A new survey shows that about one in four physicians uses social media daily or multiple times a day to scan or explore medical information, and 14 percent use social media each day to contribute new information, according to an oncologist at the Johns Hopkins Kimmel Cancer Center.
The survey of 485 oncologists and primary care physicians, also found that on a weekly basis or more, 61 percent of physicians scan for information and 46 percent contribute new information. More than half said they use online physician-only communities but only 7 percent said they use Twitter. The work was published recently in the Journal of Medical Internet Research.
Oncologists are more likely to use social media to keep up with innovation, while primary care physicians are more likely to use social media to get in touch with peers and learn from them, the survey found.
Since the survey was conducted a year and a half ago, it's likely that more physicians are using social media now, says Robert S. Miller, M.D., an assistant professor of oncology and oncology medical information officer at the Johns Hopkins Kimmel Cancer Center. The amount of information required for medical practice is growing exponentially, he says, and social media provides "a very valid construct for physicians to keep current."
"What did surprise us was the heavy use of online physician-only communities," Miller says. "It's possible that many physicians feel more comfortable with that type of social media instead of a more public space like Twitter or Facebook."

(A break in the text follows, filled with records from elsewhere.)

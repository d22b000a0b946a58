//! [`IdentityStore`] backed by `PostgreSQL`.

use async_trait::async_trait;
use sqlx::PgPool;

use likeness_core::{
    CanonicalEmail, Credential, CredentialId, Fingerprint, NewCredential, NewUser,
    PasswordDigest, PasswordRecord, ServiceAgreement, ServiceAgreementRecord, User, UserId,
    UserProfileUpdate,
};

use super::{
    CredentialRepository, IdentityStore, PasswordRepository, RepositoryError, UserRepository,
};

/// Production store; each call is a single statement or transaction.
#[derive(Debug, Clone)]
pub struct PgIdentityStore {
    pool: PgPool,
}

impl PgIdentityStore {
    #[must_use]
    pub const fn new(pool: PgPool) -> Self {
        Self { pool }
    }

    const fn users(&self) -> UserRepository<'_> {
        UserRepository::new(&self.pool)
    }

    const fn credentials(&self) -> CredentialRepository<'_> {
        CredentialRepository::new(&self.pool)
    }

    const fn passwords(&self) -> PasswordRepository<'_> {
        PasswordRepository::new(&self.pool)
    }
}

#[async_trait]
impl IdentityStore for PgIdentityStore {
    async fn create_user(
        &self,
        user: &NewUser,
        agreement: ServiceAgreement,
    ) -> Result<User, RepositoryError> {
        self.users().create_with_agreement(user, agreement).await
    }

    async fn get_user(&self, id: UserId) -> Result<Option<User>, RepositoryError> {
        self.users().get_by_id(id).await
    }

    async fn update_user(
        &self,
        id: UserId,
        update: &UserProfileUpdate,
    ) -> Result<User, RepositoryError> {
        self.users().update_profile(id, update).await
    }

    async fn get_service_agreement(
        &self,
        user_id: UserId,
    ) -> Result<Option<ServiceAgreementRecord>, RepositoryError> {
        self.users().get_service_agreement(user_id).await
    }

    async fn insert_credential(
        &self,
        credential: &NewCredential,
    ) -> Result<Credential, RepositoryError> {
        self.credentials().create(credential).await
    }

    async fn get_credential(
        &self,
        id: CredentialId,
    ) -> Result<Option<Credential>, RepositoryError> {
        self.credentials().get_by_id(id).await
    }

    async fn credentials_for_user(
        &self,
        user_id: UserId,
    ) -> Result<Vec<Credential>, RepositoryError> {
        self.credentials().get_for_user(user_id).await
    }

    async fn credentials_by_fingerprint(
        &self,
        fingerprint: &Fingerprint,
    ) -> Result<Vec<Credential>, RepositoryError> {
        self.credentials().get_by_fingerprint(fingerprint).await
    }

    async fn bind_credentials(
        &self,
        ids: &[CredentialId],
        user_id: UserId,
    ) -> Result<Vec<Credential>, RepositoryError> {
        self.credentials().bind_to_user(ids, user_id).await
    }

    async fn set_credential_verified(
        &self,
        id: CredentialId,
    ) -> Result<Credential, RepositoryError> {
        self.credentials().mark_verified(id).await
    }

    async fn set_credential_disabled(
        &self,
        id: CredentialId,
        disabled: bool,
    ) -> Result<Credential, RepositoryError> {
        self.credentials().set_disabled(id, disabled).await
    }

    async fn update_credential_email(
        &self,
        id: CredentialId,
        email: &str,
        canonical_email: &CanonicalEmail,
        fingerprint: &Fingerprint,
    ) -> Result<Credential, RepositoryError> {
        self.credentials()
            .update_email(id, email, canonical_email, fingerprint)
            .await
    }

    async fn current_password(
        &self,
        credential_id: CredentialId,
    ) -> Result<Option<PasswordRecord>, RepositoryError> {
        self.passwords().get_current(credential_id).await
    }

    async fn password_records(
        &self,
        credential_id: CredentialId,
    ) -> Result<Vec<PasswordRecord>, RepositoryError> {
        self.passwords().get_all(credential_id).await
    }

    async fn password_history(
        &self,
        user_id: UserId,
    ) -> Result<Vec<PasswordDigest>, RepositoryError> {
        self.passwords().get_history_for_user(user_id).await
    }

    async fn rotate_password(
        &self,
        credential_id: CredentialId,
        digest: &PasswordDigest,
    ) -> Result<PasswordRecord, RepositoryError> {
        self.passwords().rotate(credential_id, digest).await
    }

    async fn rotate_password_unless_reused(
        &self,
        credential_id: CredentialId,
        owner: UserId,
        digest: &PasswordDigest,
    ) -> Result<Option<PasswordRecord>, RepositoryError> {
        self.passwords()
            .rotate_unless_reused(credential_id, owner, digest)
            .await
    }
}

In March 2011, Miller and colleagues e-mailed the survey, about attitudes and usage of social media, to a random sample of 1,695 practicing oncologists and primary care physicians found among the American Medical Association's Physician Masterfile. Social media was defined as "Internet-based applications that allow for the
creation and exchange of user-generated content, including social networking, professional online communities, wikis, blogs and microblogging." Of 485 practicing physicians who responded, nearly sixty percent said social media is beneficial, engaging and good way to get current, high-quality information (279 respondents); enables them to care for patients more efficiently (281 respondents); and improves the quality of patient care they deliver (291 respondents). What influenced a physician's usage of social media most were perceived ease of use and usefulness. Physicians who had positive attitudes toward social media were more likely to use it. Neither age nor gender affected use of social media.
More studies are needed to determine how social media impacts physicians' knowledge, attitudes, skills and behaviors, and its usage among other populations of health care professionals, Miller says.
The study originated from a common interest in social media among Miller and his co-investigators Brian S. McGowan, Ph.D., Molly Wasko, Ph.D., and Bryan Steven Vartabedian, M.D. Funding for the study was provided by an unrestricted educational grant from Pfizer through McGowan, the lead investigator, who previously was Pfizer's Director of Oncology Medical Education and is now a medical education consultant and blogger. The research was conducted independently from the funding organization.
Coauthors were Brian S. McGowan, Ph.D., of Blue Bell, Pa.; Molly Wasko, Ph.D., of the University of Alabama; Bryan Steven Vartabedian, M.D., of Baylor College of Medicine; and Desirae D. Freiherr and Maziar Abdolrasulnia, Ph.D., of CE Outcomes, LLC, of Birmingham, Ala.